Data extracted from a collection
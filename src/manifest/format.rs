//! Manifest file format
//!
//! serde schema for `forge.toml`. Field names are kebab-case in the file.

use std::collections::BTreeMap;
use std::fs;
use std::path::{Path, PathBuf};

use serde::Deserialize;
use thiserror::Error;

#[derive(Debug, Error)]
pub enum ManifestError {
    #[error("Failed to read manifest {path}: {source}")]
    Io {
        path: PathBuf,
        #[source]
        source: std::io::Error,
    },

    #[error("Failed to parse manifest {path}: {source}")]
    Parse {
        path: PathBuf,
        #[source]
        source: toml::de::Error,
    },
}

/// A parsed `forge.toml`
#[derive(Debug, Clone, Default, Deserialize)]
#[serde(deny_unknown_fields, rename_all = "kebab-case")]
pub struct Manifest {
    /// Goal used when none is given on the command line
    #[serde(default)]
    pub default: Option<String>,

    /// Default input values, overridable with `--set`
    #[serde(default)]
    pub params: BTreeMap<String, String>,

    /// Target definitions, keyed by name
    #[serde(default)]
    pub targets: BTreeMap<String, TargetDef>,
}

/// One `[targets.<name>]` table
#[derive(Debug, Clone, Default, Deserialize)]
#[serde(deny_unknown_fields, rename_all = "kebab-case")]
pub struct TargetDef {
    /// Shell commands executed in order; the first non-zero exit fails
    /// the target
    #[serde(default)]
    pub run: Vec<String>,

    /// Hard dependencies: must run and succeed first
    #[serde(default)]
    pub depends_on: Vec<String>,

    /// Soft ordering: this target precedes these, when they are scheduled
    #[serde(default)]
    pub before: Vec<String>,

    /// Soft ordering: this target follows these, when they are scheduled
    #[serde(default)]
    pub after: Vec<String>,

    /// Inputs that must be set for this target to execute
    #[serde(default)]
    pub requires: Vec<String>,

    /// Context key gating execution; prefix with `!` to negate
    #[serde(default)]
    pub when: Option<String>,

    /// Declared output paths (advisory)
    #[serde(default)]
    pub produces: Vec<PathBuf>,

    /// Shown by `forge list`
    #[serde(default)]
    pub description: Option<String>,
}

impl Manifest {
    /// Parses manifest text
    pub fn parse(text: &str) -> Result<Self, toml::de::Error> {
        toml::from_str(text)
    }

    /// Loads and parses a manifest file
    pub fn load(path: &Path) -> Result<Self, ManifestError> {
        let text = fs::read_to_string(path).map_err(|source| ManifestError::Io {
            path: path.to_path_buf(),
            source,
        })?;
        Self::parse(&text).map_err(|source| ManifestError::Parse {
            path: path.to_path_buf(),
            source,
        })
    }
}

§ What the task requires: In the data above, copy every line where the string "ordering" appears.

§ Solution to this task:
    /// Soft ordering: this target precedes these, when they are scheduled
    /// Soft ordering: this target follows these, when they are scheduled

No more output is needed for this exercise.